----- RECORDS FOR THE TASK -----

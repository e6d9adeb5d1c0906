//! Slack Web API client backing [`SlackApi`] in production.

use std::time::Duration;

use async_trait::async_trait;
use serde::de::DeserializeOwned;
use serde::Deserialize;
use serde_json::{json, Map, Value};

use crate::slack_helpers::{
    is_retryable_slack_status, is_retryable_transport_error, parse_retry_after, retry_delay,
    truncate_for_error,
};
use crate::{
    ChannelInfo, ChannelPage, Message, MessageRef, PostedMessage, Reaction, SearchSummary,
    SlackApi, SlackApiError, UserProfile,
};

pub const DEFAULT_SLACK_API_BASE: &str = "https://slack.com/api";
const RETRY_ATTEMPT_HEADER: &str = "x-penny-retry-attempt";
const CONVERSATIONS_PAGE_LIMIT: &str = "200";

#[derive(Debug, Deserialize)]
struct SlackEnvelope<T> {
    ok: bool,
    #[serde(default)]
    error: Option<String>,
    #[serde(flatten)]
    body: T,
}

type IgnoredBody = Map<String, Value>;

#[derive(Debug, Deserialize)]
struct ConversationInfoBody {
    #[serde(default)]
    channel: Option<ChannelInfo>,
}

#[derive(Debug, Deserialize)]
struct ConversationHistoryBody {
    #[serde(default)]
    messages: Vec<HistoryMessage>,
}

#[derive(Debug, Deserialize)]
struct HistoryMessage {
    ts: String,
    #[serde(default)]
    thread_ts: Option<String>,
    #[serde(default)]
    user: Option<String>,
    #[serde(default)]
    text: String,
    #[serde(default)]
    reactions: Vec<Reaction>,
}

#[derive(Debug, Deserialize)]
struct ConversationListBody {
    #[serde(default)]
    channels: Vec<ChannelInfo>,
    #[serde(default)]
    response_metadata: Option<ResponseMetadata>,
}

#[derive(Debug, Deserialize)]
struct ResponseMetadata {
    #[serde(default)]
    next_cursor: Option<String>,
}

#[derive(Debug, Deserialize)]
struct ChatMessageBody {
    #[serde(default)]
    channel: Option<String>,
    #[serde(default)]
    ts: Option<String>,
}

#[derive(Debug, Deserialize)]
struct UserInfoBody {
    #[serde(default)]
    user: Option<UserProfile>,
}

#[derive(Debug, Deserialize)]
struct SearchMessagesBody {
    #[serde(default)]
    messages: Option<SearchMessagesPage>,
}

#[derive(Debug, Deserialize)]
struct SearchMessagesPage {
    #[serde(default)]
    total: u64,
}

#[derive(Debug, Deserialize)]
struct AuthTestBody {
    #[serde(default)]
    user_id: Option<String>,
}

/// Connection settings for one Slack token.
#[derive(Debug, Clone)]
pub struct SlackApiClientConfig {
    pub api_base: String,
    pub token: String,
    pub request_timeout_ms: u64,
    pub retry_max_attempts: usize,
    pub retry_base_delay_ms: u64,
}

impl SlackApiClientConfig {
    pub fn new(api_base: impl Into<String>, token: impl Into<String>) -> Self {
        Self {
            api_base: api_base.into(),
            token: token.into(),
            request_timeout_ms: 10_000,
            retry_max_attempts: 1,
            retry_base_delay_ms: 500,
        }
    }
}

#[derive(Clone)]
pub struct SlackApiClient {
    http: reqwest::Client,
    api_base: String,
    token: String,
    retry_max_attempts: usize,
    retry_base_delay_ms: u64,
}
//! The labelling pipeline: locate, label, merge, rewrite.

use anyhow::{Result, bail};
use log::{debug, warn};
use serde_json::Value;

use crate::{
    catalog::Catalog,
    labels::LabelSet,
    query::Location,
    translations::{
        DEFAULT_PRIMARY_LOCALE, DroppedTranslation, I18N_FIELD, OrphanPolicy, Translations,
        merge,
    },
};

pub const SLUG_FIELD: &str = "slug";

#[derive(Debug, Clone)]
pub struct Options {
    /// Prepended to every generated label.
    pub prefix: String,
    pub primary_locale: String,
    pub orphan_policy: OrphanPolicy,
    /// Stopwords added to the built-in set.
    pub stopwords: Vec<String>,
}

impl Options {
    pub fn new(prefix: impl Into<String>) -> Self {
        Self {
            prefix: prefix.into(),
            primary_locale: DEFAULT_PRIMARY_LOCALE.to_string(),
            orphan_policy: OrphanPolicy::default(),
            stopwords: Vec::new(),
        }
    }
}

#[derive(Debug, Clone, Default, PartialEq)]
pub struct Summary {
    /// Locations rewritten with a label.
    pub matches: usize,
    /// Distinct labels in the primary bucket.
    pub labels: usize,
    /// Matched locations left alone because they do not hold a string.
    pub skipped: usize,
    pub dropped: Vec<DroppedTranslation>,
}

/// The label prefix of a document: its `slug`, or `fallback` when it has none.
pub fn document_prefix(document: &Value, fallback: &str) -> String {
    match document.get(SLUG_FIELD).and_then(Value::as_str) {
        Some(slug) if !slug.is_empty() => slug.to_string(),
        _ => fallback.to_string(),
    }
}

/// Replace every literal addressed by `catalog` with a label and install the
/// resulting translation table.
///
/// Values that are already labels of the current primary bucket are first
/// resolved back to their literal, so running this on its own output changes
/// nothing.
pub fn transform(document: &mut Value, catalog: &Catalog, options: &Options) -> Result<Summary> {
    if !document.is_object() {
        bail!("Document root must be a JSON object");
    }

    let old = Translations::from_document(document);
    let primary = options.primary_locale.as_str();

    let mut skipped = 0;
    let mut located: Vec<(Location, String)> = Vec::new();
    for found in catalog.find_all(document) {
        match found.value {
            Value::String(text) => {
                let literal = match old.resolve(primary, &text) {
                    Some(literal) => literal.to_string(),
                    None => text,
                };
                located.push((found.location, literal));
            }
            other => {
                debug!("Skipping non-string value at {}: {}", found.location, other);
                skipped += 1;
            }
        }
    }

    let mut label_set = LabelSet::new(options.prefix.as_str()).with_stopwords(&options.stopwords);
    let labels = label_set.label_map(located.iter().map(|(_, literal)| literal));

    let merged = merge(&old, &labels, primary, options.orphan_policy)?;
    for dropped in &merged.dropped {
        warn!(
            "Dropped \"{}\" translation \"{}\": {}",
            dropped.language,
            dropped.label,
            dropped.reason.as_str()
        );
    }

    let mut rewritten = 0;
    for (location, literal) in &located {
        let Some(label) = labels.get(literal) else {
            continue;
        };
        debug!("{} = {:?} -> {}", location, literal, label);
        if location.replace(document, Value::String(label.to_string())) {
            rewritten += 1;
        }
    }

    if let Some(root) = document.as_object_mut() {
        root.insert(I18N_FIELD.to_string(), merged.translations.into_value());
    }

    Ok(Summary {
        matches: rewritten,
        labels: labels.len(),
        skipped,
        dropped: merged.dropped,
    })
}
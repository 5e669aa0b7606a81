use serde_json::Value;

use super::{Location, PathExpr, Segment, Step};

/// A node addressed by a path expression.
#[derive(Debug, Clone, PartialEq)]
pub struct Match {
    pub location: Location,
    pub value: Value,
}

impl PathExpr {
    /// Evaluate the expression against a document.
    ///
    /// Matches are returned in document order. Missing fields, type mismatches
    /// and scalar nodes simply contribute no matches.
    pub fn find(&self, root: &Value) -> Vec<Match> {
        let mut frontier = vec![(Location::root(), root)];

        for step in self.steps() {
            frontier = frontier
                .into_iter()
                .flat_map(|(location, node)| descend(step, &location, node))
                .collect();
            if frontier.is_empty() {
                break;
            }
        }

        frontier
            .into_iter()
            .map(|(location, node)| Match {
                location,
                value: node.clone(),
            })
            .collect()
    }
}

fn descend<'a>(step: &Step, location: &Location, node: &'a Value) -> Vec<(Location, &'a Value)> {
    match step {
        Step::Field(key) => node
            .as_object()
            .and_then(|map| map.get(key))
            .map(|child| (location.child(Segment::Key(key.clone())), child))
            .into_iter()
            .collect(),
        Step::Index(index) => node
            .as_array()
            .and_then(|items| items.get(*index))
            .map(|child| (location.child(Segment::Index(*index)), child))
            .into_iter()
            .collect(),
        Step::Wildcard => children(location, node),
        Step::Filter(predicate) => children(location, node)
            .into_iter()
            .filter(|(_, child)| predicate.matches(child))
            .collect(),
    }
}

fn children<'a>(location: &Location, node: &'a Value) -> Vec<(Location, &'a Value)> {
    match node {
        Value::Array(items) => items
            .iter()
            .enumerate()
            .map(|(index, child)| (location.child(Segment::Index(index)), child))
            .collect(),
        Value::Object(map) => map
            .iter()
            .map(|(key, child)| (location.child(Segment::Key(key.clone())), child))
            .collect(),
        _ => Vec::new(),
    }
}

-----

→ **WORK TASK**:
Among the records above, which lines hold the word "ChannelInfo"? Copy each one.

→ **SOLUTION TO THIS EXERCISE**:
    ChannelInfo, ChannelPage, Message, MessageRef, PostedMessage, Reaction, SearchSummary,
    channel: Option<ChannelInfo>,
    channels: Vec<ChannelInfo>,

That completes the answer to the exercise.